#[cfg(test)]
mod tests {
    use super::*;
    use crate::feed::Feed;
    use crate::types::UpcomingAssignment;

    const FEED: &str = r#"{
        "2023-09-18": {
            "display_name": "Week 38",
            "items": [
                {"id": "1", "type": "ASSIGNMENT", "author": "Opettaja", "date": "18 Sept 2023",
                 "content": "**Essee** palautetaan *perjantaina*", "attachments": [
                    {"type": "DOCS", "title": "Ohjeet", "url": "https://docs.google.com/document/d/a/edit"}
                 ]},
                {"id": "2", "type": "ANNOUNCEMENT", "author": "Opettaja", "date": "19 Sept 2023",
                 "content": "Hei!", "attachments": []}
            ]
        }
    }"#;

    struct Canned {
        summary: Option<Summary>,
    }

    impl SummaryService for Canned {
        async fn summarize_week(&self, request: &SummaryRequest) -> Result<Summary, AssistantError> {
            assert_eq!(request.week_title, "Week 38");
            self.summary
                .clone()
                .ok_or_else(|| AssistantError::Service("quota exceeded".into()))
        }

        async fn learn_more(&self, request: &LearnMoreRequest) -> Result<LearnMore, AssistantError> {
            Ok(LearnMore::from_response(
                &request.topic,
                Some("**Partitiivi** is a case."),
            ))
        }
    }

    fn summary() -> Summary {
        Summary {
            title: "Essays".into(),
            key_points: vec!["Essay due Friday".into()],
            upcoming_assignments: vec![UpcomingAssignment {
                title: "Essee".into(),
                due_date: "22.9.".into(),
            }],
        }
    }

    #[test]
    fn test_condense_content() {
        assert_eq!(condense_content("**bold** and *em*", 300), "bold and em");
        assert_eq!(condense_content("äöåäöå", 3), "äöå");
    }

    #[test]
    fn test_summary_request() {
        let feed = Feed::from_json(FEED).unwrap();
        let week = feed.week("2023-09-18").unwrap();
        let request = SummaryRequest::for_week(&week);
        assert_eq!(request.items.len(), 2);
        assert_eq!(request.items[0]["type"], "ASSIGNMENT");
        assert_eq!(request.items[0]["content"], "Essee palautetaan perjantaina");
        assert_eq!(request.items[0]["attachments"][0], "Ohjeet");

        let prompt = request.prompt();
        assert!(prompt.contains("Week 38"));
        assert!(prompt.contains("Finnish"));
        assert!(prompt.contains("\"author\": \"Opettaja\""));
    }

    #[test]
    fn test_response_schema_requires_fields() {
        let schema = SummaryRequest::response_schema();
        assert_eq!(
            schema["required"],
            json!(["title", "keyPoints", "upcomingAssignments"])
        );
    }

    #[test]
    fn test_learn_more_request() {
        let feed = Feed::from_json(FEED).unwrap();
        let week = feed.week("2023-09-18").unwrap();
        let request = LearnMoreRequest::new("  partitiivi ", week.items.iter().copied()).unwrap();
        assert_eq!(request.topic, "partitiivi");
        assert_eq!(request.context.len(), 2);
        assert!(request.prompt().contains("\"partitiivi\""));

        assert!(matches!(
            LearnMoreRequest::new("   ", week.items.iter().copied()),
            Err(AssistantError::EmptyTopic)
        ));
    }

    #[test]
    fn test_learn_more_context_is_capped() {
        let item: StreamItem = serde_json::from_str(
            r#"{"id": "x", "type": "ANNOUNCEMENT", "author": "T", "date": "", "content": "c"}"#,
        )
        .unwrap();
        let items = vec![item; 8];
        let request = LearnMoreRequest::new("topic", &items).unwrap();
        assert_eq!(request.context.len(), LEARN_MORE_CONTEXT_ITEMS);
    }

    #[test]
    fn test_parse_summary() {
        let text = r#"
            {"title": "Essays", "keyPoints": ["Essay due Friday"],
             "upcomingAssignments": [{"title": "Essee", "dueDate": "22.9."}]}
        "#;
        assert_eq!(parse_summary(text).unwrap(), summary());

        let fenced = "```json\n{\"title\": \"T\", \"keyPoints\": [], \"upcomingAssignments\": []}\n```";
        assert_eq!(parse_summary(fenced).unwrap().title, "T");
    }

    #[test]
    fn test_parse_summary_errors() {
        assert!(matches!(parse_summary("  "), Err(AssistantError::EmptyResponse)));
        assert!(matches!(
            parse_summary("{\"title\": 3}"),
            Err(AssistantError::MalformedSummary(_))
        ));
    }

    #[test]
    fn test_learn_more_from_response() {
        let lm = LearnMore::from_response("Partitiivi", None);
        assert_eq!(lm.title, "Learn More: Partitiivi");
        assert_eq!(lm.explanation, NO_EXPLANATION);
        assert_eq!(
            LearnMore::from_response("x", Some("  ")).explanation,
            NO_EXPLANATION
        );
    }

    #[tokio::test]
    async fn test_panel_summarize() {
        let feed = Feed::from_json(FEED).unwrap();
        let week = feed.week("2023-09-18").unwrap();
        let service = Canned {
            summary: Some(summary()),
        };
        let panel = AssistantPanel::Idle
            .run(&service, &week, AssistantAction::Summarize)
            .await;
        assert_eq!(panel, AssistantPanel::Ready(AiContent::Summary(summary())));
    }

    #[tokio::test]
    async fn test_panel_failure_is_opaque() {
        let feed = Feed::from_json(FEED).unwrap();
        let week = feed.week("2023-09-18").unwrap();
        let service = Canned { summary: None };
        let panel = AssistantPanel::Idle
            .run(&service, &week, AssistantAction::Summarize)
            .await;
        assert_eq!(
            panel,
            AssistantPanel::Failed("Failed to generate summary. Please try again.".into())
        );
    }

    #[tokio::test]
    async fn test_panel_learn_more() {
        let feed = Feed::from_json(FEED).unwrap();
        let week = feed.week("2023-09-18").unwrap();
        let service = Canned { summary: None };

        let panel = AssistantPanel::Idle
            .run(
                &service,
                &week,
                AssistantAction::LearnMore {
                    topic: "Partitiivi".into(),
                },
            )
            .await;
        match panel {
            AssistantPanel::Ready(AiContent::LearnMore(lm)) => {
                assert_eq!(lm.title, "Learn More: Partitiivi");
            }
            other => panic!("unexpected panel state {other:?}"),
        }

        let unchanged = AssistantPanel::Idle
            .run(
                &service,
                &week,
                AssistantAction::LearnMore { topic: " ".into() },
            )
            .await;
        assert_eq!(unchanged, AssistantPanel::Idle);
    }

    #[test]
    fn test_failure_messages() {
        let action = AssistantAction::LearnMore {
            topic: "verbit".into(),
        };
        assert_eq!(
            action.failure_message(),
            "Failed to get details for \"verbit\". Please try again."
        );
    }
}
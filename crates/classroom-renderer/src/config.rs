use crate::embed::Resolver;
use crate::error::ConfigError;
use crate::markup::{Flavor, MarkupClasses, Renderer};
use crate::types::CardViewMode;

/// Viewer settings passed explicitly to everything that renders.
#[derive(Debug, Clone, PartialEq, Eq)]
pub struct ViewerConfig {
    pub card_view: CardViewMode,
    /// Drop the declared-video iframe guess and link out instead.
    pub strict_embeds: bool,
    pub content_classes: MarkupClasses,
    pub assistant_classes: MarkupClasses,
}

impl Default for ViewerConfig {
    fn default() -> Self {
        Self {
            card_view: CardViewMode::default(),
            strict_embeds: false,
            content_classes: MarkupClasses::for_flavor(Flavor::Content),
            assistant_classes: MarkupClasses::for_flavor(Flavor::Assistant),
        }
    }
}

impl ViewerConfig {
    /// Load configuration from environment variables.
    ///
    /// Optional env vars:
    /// - `CLASSROOM_CARD_VIEW`: `grid` or `list` (default: grid)
    /// - `CLASSROOM_STRICT_EMBEDS`: `true`/`false`, `1`/`0` (default: false)
    pub fn from_env() -> Result<Self, ConfigError> {
        Self::from_lookup(|var| std::env::var(var).ok())
    }

    /// Same as [`ViewerConfig::from_env`] with a custom variable source.
    pub fn from_lookup(lookup: impl Fn(&str) -> Option<String>) -> Result<Self, ConfigError> {
        let mut config = Self::default();

        if let Some(value) = lookup("CLASSROOM_CARD_VIEW") {
            config.card_view = value
                .parse()
                .map_err(|message| ConfigError::InvalidValue {
                    var: "CLASSROOM_CARD_VIEW",
                    message,
                })?;
        }

        if let Some(value) = lookup("CLASSROOM_STRICT_EMBEDS") {
            config.strict_embeds = parse_flag(&value).ok_or_else(|| ConfigError::InvalidValue {
                var: "CLASSROOM_STRICT_EMBEDS",
                message: format!("expected a boolean, got `{value}`"),
            })?;
        }

        Ok(config)
    }

    pub fn resolver(&self) -> Resolver {
        if self.strict_embeds {
            Resolver::strict()
        } else {
            Resolver::default()
        }
    }

    pub fn content_renderer(&self) -> Renderer {
        Renderer::new(Flavor::Content).with_classes(self.content_classes.clone())
    }

    pub fn assistant_renderer(&self) -> Renderer {
        Renderer::new(Flavor::Assistant).with_classes(self.assistant_classes.clone())
    }
}

fn parse_flag(value: &str) -> Option<bool> {
    match value.trim().to_ascii_lowercase().as_str() {
        "1" | "true" | "yes" | "on" => Some(true),
        "0" | "false" | "no" | "off" | "" => Some(false),
        _ => None,
    }
}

ABOUT THIS TASK:
Scan the listing for "author" and copy out each line that has it.

WRITTEN REPLY:
                {"id": "1", "type": "ASSIGNMENT", "author": "Opettaja", "date": "18 Sept 2023",
                {"id": "2", "type": "ANNOUNCEMENT", "author": "Opettaja", "date": "19 Sept 2023",
        assert!(prompt.contains("\"author\": \"Opettaja\""));
            r#"{"id": "x", "type": "ANNOUNCEMENT", "author": "T", "date": "", "content": "c"}"#,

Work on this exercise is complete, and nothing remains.